一种多队列多集群的任务调度方法及系统,涉及云计算技术领域,方法包括:构建训练数据集;所述训练数据集包括一一对应的状态空间和动作决策;所述状态空间包括依次排列的多个队列中的多个任务属性组;所述任务属性组包括任务数据量和任务所需CPU周期数(S1);利用所述训练数据集对多个并行的深度神经网络进行训练和优化,得到多个并行的训练和优化后的深度神经网络(S2);设置回报函数;所述回报函数通过调整任务延迟的回报值比重与能源消耗的回报值比重,使任务延迟与能源消耗之和最小(S3);将待调度的状态空间输入多个并行的所述训练和优化后的深度神经网络中,得到多个待调度的动作决策(S4);根据所述回报函数在多个所述待调度的动作决策中确定一个最佳动作决策进行输出(S5);根据所述最佳动作决策将多个所述任务属性组调度到多个集群(S6)。上述方法能够以最小化任务延迟和能源消耗作为云系统的优化目标,生成最优调度策略。

Description

一种多队列多集群的任务调度方法及系统 技术领域
本发明涉及云计算技术领域,特别是涉及一种多队列多集群的任务调度方法及系统。
背景技术
目前的云计算环境,以Amazon、IBM、微软、Yahoo为例,其所建设的数据中心均拥有几十万台服务器,Google拥有的服务器数量甚至超过了100万台,各种物理资源虚拟化后数目更加庞大,物理节点和虚拟化单元宕机、动态加入和撤销等时有发生,管理起来技术难度大、复杂性高。又如,以多层Web服务工作流为例,由于突发事件引起的负载变化规律,常常无法预测。从任务优化分配角度来说,各种类型的云工作流任务在多个处理单元上的调度已被证明是NP完全难题。从资源优化供给角度来说,虚拟单元放置一方面需考虑能源消耗,即减少激活物理机和使用网络设备的数量,此时虚拟化单元放置可抽象为装箱问题,这是一个NP完全难题;另一方面需考虑数据在虚拟单元之间的传输,即减少对网络带宽的使用,此时虚拟单元放置可抽象为二次分配问题,这同样是一个NP完全难题。

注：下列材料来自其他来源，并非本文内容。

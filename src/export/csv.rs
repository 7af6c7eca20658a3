//! CSV export.

use std::path::Path;

use crate::error::{CleanerError, CleanerResult, SourceError};
use crate::types::Table;

/// Write `table` to `path` as CSV: header row first, nulls as empty fields, no index column.
pub fn write_csv_to_path(table: &Table, path: impl AsRef<Path>) -> CleanerResult<()> {
    let path = path.as_ref();
    let mut wtr = csv::Writer::from_path(path).map_err(|e| CleanerError::write(path, e))?;
    write_csv(table, &mut wtr).map_err(|e| CleanerError::write(path, e))
}

/// Write `table` through an existing CSV writer and flush it.
pub fn write_csv<W: std::io::Write>(
    table: &Table,
    wtr: &mut csv::Writer<W>,
) -> Result<(), SourceError> {
    wtr.write_record(table.schema.field_names())?;
    for row in &table.rows {
        wtr.write_record(row.iter().map(|v| v.to_string()))?;
    }
    wtr.flush()?;
    Ok(())
}

#[cfg(test)]
mod tests {
    use super::write_csv;
    use crate::types::{DataType, Field, Schema, Table, Value};

    #[test]
    fn writes_header_and_quotes_when_needed() {
        let schema = Schema::new(vec![
            Field::new("id", DataType::Int64),
            Field::new("note", DataType::Utf8),
            Field::new("score", DataType::Float64),
        ]);
        let table = Table::new(
            schema,
            vec![
                vec![Value::Int64(1), Value::Utf8("a, b".into()), Value::Float64(2.0)],
                vec![Value::Int64(2), Value::Null, Value::Float64(0.25)],
            ],
        );

        let mut wtr = csv::Writer::from_writer(Vec::new());
        write_csv(&table, &mut wtr).unwrap();
        let out = String::from_utf8(wtr.into_inner().unwrap()).unwrap();

        assert_eq!(out, "id,note,score\n1,\"a, b\",2.0\n2,,0.25\n");
    }
}
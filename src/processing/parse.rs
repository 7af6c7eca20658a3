//! Tolerant scalar parsers used by column conversion.
//!
//! Every parser returns `None` instead of an error; callers turn that into [`crate::types::Value::Null`].

use chrono::{DateTime, NaiveDate, NaiveDateTime};

const DATETIME_FORMATS: &[&str] = &[
    "%Y-%m-%d %H:%M:%S%.f",
    "%Y-%m-%dT%H:%M:%S%.f",
    "%Y/%m/%d %H:%M:%S",
    "%m/%d/%Y %H:%M:%S",
    "%d/%m/%Y %H:%M:%S",
    "%Y-%m-%d %H:%M",
    "%Y-%m-%dT%H:%M",
];

const DATE_FORMATS: &[&str] = &[
    "%Y-%m-%d", "%Y/%m/%d", "%m/%d/%Y", "%d/%m/%Y", "%d-%m-%Y", "%Y%m%d",
];

/// Parse a number, preferring an exact integer reading.
pub fn parse_number(value: &str) -> Option<Number> {
    let trimmed = value.trim();
    if trimmed.is_empty() {
        return None;
    }
    if let Ok(i) = trimmed.parse::<i64>() {
        return Some(Number::Int(i));
    }
    trimmed.parse::<f64>().ok().map(Number::Float)
}

/// A parsed numeric value.
#[derive(Debug, Clone, Copy, PartialEq)]
pub enum Number {
    Int(i64),
    Float(f64),
}

impl Number {
    /// Truncate toward zero. `None` for NaN, infinities and values outside the `i64` range.
    pub fn to_i64(self) -> Option<i64> {
        match self {
            Number::Int(i) => Some(i),
            Number::Float(f) => {
                let t = f.trunc();
                if t.is_finite() && t >= i64::MIN as f64 && t < i64::MAX as f64 {
                    Some(t as i64)
                } else {
                    None
                }
            }
        }
    }

    /// Float reading. `None` for NaN.
    pub fn to_f64(self) -> Option<f64> {
        let f = match self {
            Number::Int(i) => i as f64,
            Number::Float(f) => f,
        };
        (!f.is_nan()).then_some(f)
    }
}

/// Parse a date/time permissively.
///
/// Accepts RFC 3339 (converted to UTC), several common date-time layouts, and date-only layouts
/// (midnight). Ambiguous slash dates are read month-first.
pub fn parse_datetime(value: &str) -> Option<NaiveDateTime> {
    let trimmed = value.trim();
    if trimmed.is_empty() {
        return None;
    }
    if let Ok(dt) = DateTime::parse_from_rfc3339(trimmed) {
        return Some(dt.naive_utc());
    }
    for fmt in DATETIME_FORMATS {
        if let Ok(parsed) = NaiveDateTime::parse_from_str(trimmed, fmt) {
            return Some(parsed);
        }
    }
    for fmt in DATE_FORMATS {
        if let Ok(parsed) = NaiveDate::parse_from_str(trimmed, fmt) {
            return parsed.and_hms_opt(0, 0, 0);
        }
    }
    None
}

/// Interpret a count of nanoseconds since the Unix epoch.
pub fn datetime_from_epoch_nanos(nanos: i64) -> NaiveDateTime {
    DateTime::from_timestamp_nanos(nanos).naive_utc()
}

/// Nanoseconds since the Unix epoch, if representable.
pub fn epoch_nanos(ts: &NaiveDateTime) -> Option<i64> {
    ts.and_utc().timestamp_nanos_opt()
}
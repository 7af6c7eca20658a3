//! Display-ready rendering of the first rows of a table.

use crate::types::Table;

/// Smallest number of preview rows.
pub const MIN_PREVIEW_ROWS: usize = 1;
/// Largest number of preview rows.
pub const MAX_PREVIEW_ROWS: usize = 500;
/// Preview rows used when nothing else is configured.
pub const DEFAULT_PREVIEW_ROWS: usize = 10;

/// The head of a table rendered as strings.
#[derive(Debug, Clone, PartialEq, Eq)]
pub struct Preview {
    /// Column names in order.
    pub headers: Vec<String>,
    /// Rendered cells; nulls are empty strings.
    pub rows: Vec<Vec<String>>,
    /// Row count of the whole table.
    pub total_rows: usize,
}

/// Render up to `rows` rows of `table`. `rows` is clamped to `1..=500`.
pub fn preview(table: &Table, rows: usize) -> Preview {
    let n = rows.clamp(MIN_PREVIEW_ROWS, MAX_PREVIEW_ROWS);
    Preview {
        headers: table.column_names(),
        rows: table
            .rows
            .iter()
            .take(n)
            .map(|row| row.iter().map(|v| v.to_string()).collect())
            .collect(),
        total_rows: table.row_count(),
    }
}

云服务供需双方协商好待执行的工作量和服务等级协议,云服务提供商更关注以怎样的资源组合方案尽可能提高资源利用率,从而最大限度降低运营成本;而云服务使用者更关注以怎样的任务调度方式尽可能减少租用时间,从而最大限度降低支付成本。其中运营成本和支付成本最核心的指标之一,便是能源消耗。在实际的云任务调度与资源配置中,以能源消耗最小化为目标的云服务供应商和追求服务质量最优化的用户之间存在着冲突问题,这种冲突体现在云服务使用者希望得到较小的任务延迟,而云服务提供商则希望得到较小的能源消耗。现有的云任务调度与资源配置方法即多队列多集群的任务调度与资源配置方法仅能对一个优化目标进行优化,即以最小化任务延迟或最小化能源消耗作为云系统的优化目标,生成最优调度策略,无法根据具体要求有效地权衡能源消耗与任务完工时间(即任务延迟)这两个优化目标之间的关系,使得任务延迟与能源消耗 两者之和(即优化目标)最小,以最小化任务延迟和能源消耗作为云系统的优化目标,生成最优调度策略。
发明内容
本发明要解决的技术问题是提供一种多队列多集群的任务调度方法及系统,能够以最小化任务延迟和能源消耗作为云系统的优化目标,生成最优调度策略。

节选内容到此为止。